Domestic dividend growth is on a torrid pace this year, and that’s a boon for investors, particularly long-term market participants, because dividends contribute a significant percentage of a portfolio’s total returns over long time horizons.
Resurgent payout growth is a boon for an array of exchange traded funds, including yield-oriented strategies such as the ALPS Sector Dividend Dogs ETF (SDOG ). SDOG yields 3.20%, as of Nov. 10, or more than double the dividend yield found on the S&P 500.
SDOG is relevant at a time when investors aren’t just searching for income, but they’re fond of stocks, with one of the reasons behind that fondness being shareholder rewards, including buybacks and dividends.
“US equity investor risk appetite improved for a second month running in November, rising to the highest since April. Expectations of near-term returns meanwhile hit a new high, fueled by improved prospects for earnings, equity fundamentals and shareholder returns, as well as brighter outlooks for macro and policy factors,” according to IHS Markit.
SDOG’s cyclical value tilt is paying off as well. The ALPS fund is significantly overweight to energy — the best-performing sector in the S&P 500 this year. That’s some good news. More good news is the fact that despite its stellar 2021 run, energy isn’t considered expensive by some market observers. Some even argue that it’s inexpensive.
Add to that, energy sectors are sporting better balance sheets than they have in years and are generating strong cash flow and reining in spending. Those are all traits supportive of dividend growth in the space. Dividend sustainability is relevant across SDOG’s sector exposures, and plenty of them have that. That’s good news for investors that view payouts as bedrocks of strong fundamentals.
“The biggest drivers of the market in the near-term are considered to be equity fundamentals and shareholder returns, the former viewed as the most supportive since August and the latter seen as more supportive than at any time over the 14-month survey history,” adds Markit.
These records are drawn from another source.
//! Configuration module
//!
//! Loads configuration from environment variables.

use std::env;

/// One accepted username/password pair for the documentation gate.
#[derive(Debug, Clone, PartialEq, Eq)]
pub struct AdminCredential {
    pub username: String,
    pub password: String,
}

/// Number of admin credentials the docs gate expects.
pub const DOCS_CREDENTIAL_COUNT: usize = 2;

/// Application configuration
#[derive(Debug, Clone)]
pub struct Config {
    /// Database connection URL
    pub database_url: String,

    /// Maximum database connections in pool
    pub database_max_connections: u32,

    /// Redis connection URL; cache is disabled when unset
    pub redis_url: Option<String>,

    /// Server host
    pub host: String,

    /// Server port
    pub port: u16,

    /// Default log filter when RUST_LOG is unset
    pub log_filter: String,

    /// Accepted credentials for the /docs subtree
    pub docs_credentials: Vec<AdminCredential>,
}

impl Config {
    /// Load configuration from environment variables
    pub fn from_env() -> Result<Self, ConfigError> {
        let database_url = env::var("DATABASE_URL")
            .map_err(|_| ConfigError::MissingEnv("DATABASE_URL"))?;

        let database_max_connections = env::var("DATABASE_MAX_CONNECTIONS")
            .unwrap_or_else(|_| "10".to_string())
            .parse()
            .map_err(|_| ConfigError::InvalidValue("DATABASE_MAX_CONNECTIONS"))?;

        let redis_url = env::var("REDIS_URL").ok();

        let host = env::var("HOST").unwrap_or_else(|_| "127.0.0.1".to_string());

        let port = env::var("PORT")
            .unwrap_or_else(|_| "3000".to_string())
            .parse()
            .map_err(|_| ConfigError::InvalidValue("PORT"))?;

        let log_filter = env::var("LOG_FILTER")
            .unwrap_or_else(|_| "magazin_pos=debug,tower_http=debug".to_string());

        let raw_credentials = env::var("DOCS_CREDENTIALS")
            .map_err(|_| ConfigError::MissingEnv("DOCS_CREDENTIALS"))?;
        let docs_credentials = parse_docs_credentials(&raw_credentials)?;

        Ok(Self {
            database_url,
            database_max_connections,
            redis_url,
            host,
            port,
            log_filter,
            docs_credentials,
        })
    }
}

/// Parse the `user:pass,user:pass` credential list for the docs gate.
///
/// The gate accepts exactly [`DOCS_CREDENTIAL_COUNT`] pairs; any other count
/// is a configuration error, caught here rather than at router construction.
pub fn parse_docs_credentials(raw: &str) -> Result<Vec<AdminCredential>, ConfigError> {
    let mut credentials = Vec::new();

    for entry in raw.split(',').map(str::trim).filter(|e| !e.is_empty()) {
        let (username, password) = entry
            .split_once(':')
            .ok_or_else(|| ConfigError::DocsCredentialFormat(entry.to_string()))?;

        if username.is_empty() || password.is_empty() {
            return Err(ConfigError::DocsCredentialFormat(entry.to_string()));
        }

        credentials.push(AdminCredential {
            username: username.to_string(),
            password: password.to_string(),
        });
    }

    if credentials.len() != DOCS_CREDENTIAL_COUNT {
        return Err(ConfigError::DocsCredentialCount(credentials.len()));
    }

    Ok(credentials)
}

/// Configuration error types
#[derive(Debug, thiserror::Error)]
pub enum ConfigError {
    #[error("Missing environment variable: {0}")]
    MissingEnv(&'static str),

    #[error("Invalid value for environment variable: {0}")]
    InvalidValue(&'static str),

    #[error("Malformed docs credential entry: {0:?} (expected user:pass)")]
    DocsCredentialFormat(String),

    #[error("Expected exactly {DOCS_CREDENTIAL_COUNT} docs credentials, found {0}")]
    DocsCredentialCount(usize),
}

#[cfg(test)]
mod tests {
    use super::*;

    #[test]
    fn test_parse_two_credentials() {
        let creds = parse_docs_credentials("alice:s3cret,bob:hunter2").unwrap();
        assert_eq!(creds.len(), 2);
        assert_eq!(creds[0].username, "alice");
        assert_eq!(creds[0].password, "s3cret");
        assert_eq!(creds[1].username, "bob");
        assert_eq!(creds[1].password, "hunter2");
    }

    #[test]
    fn test_parse_trims_whitespace() {
        let creds = parse_docs_credentials(" alice:s3cret , bob:hunter2 ").unwrap();
        assert_eq!(creds[1].username, "bob");
    }

    #[test]
    fn test_one_credential_is_rejected() {
        let err = parse_docs_credentials("alice:s3cret").unwrap_err();
        assert!(matches!(err, ConfigError::DocsCredentialCount(1)));
    }

    #[test]
    fn test_three_credentials_are_rejected() {
        let err = parse_docs_credentials("a:1,b:2,c:3").unwrap_err();
        assert!(matches!(err, ConfigError::DocsCredentialCount(3)));
    }

    #[test]
    fn test_entry_without_separator_is_rejected() {
        let err = parse_docs_credentials("alice,bob:hunter2").unwrap_err();
        assert!(matches!(err, ConfigError::DocsCredentialFormat(_)));
    }

    #[test]
    fn test_empty_password_is_rejected() {
        let err = parse_docs_credentials("alice:,bob:hunter2").unwrap_err();
        assert!(matches!(err, ConfigError::DocsCredentialFormat(_)));
    }
}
It remains to be seen, but SDOG investors could be treated to more dividend hikes and perhaps share repurchase programs in the current quarter.
“Shareholder returns are of increasing importance going into Q4 and investors expect to be rewarded with growing dividends and buybacks. As COVID-19 fears wane, rising inflation and labor costs are now the key risks to capital allocation priorities, however we expect dividends will prove to be just as persistent as any other cost and see S&P 500 dividends approaching double-digit growth in 2022,” says Thomas Matheson, head of dividend forecasting at IHS Markit.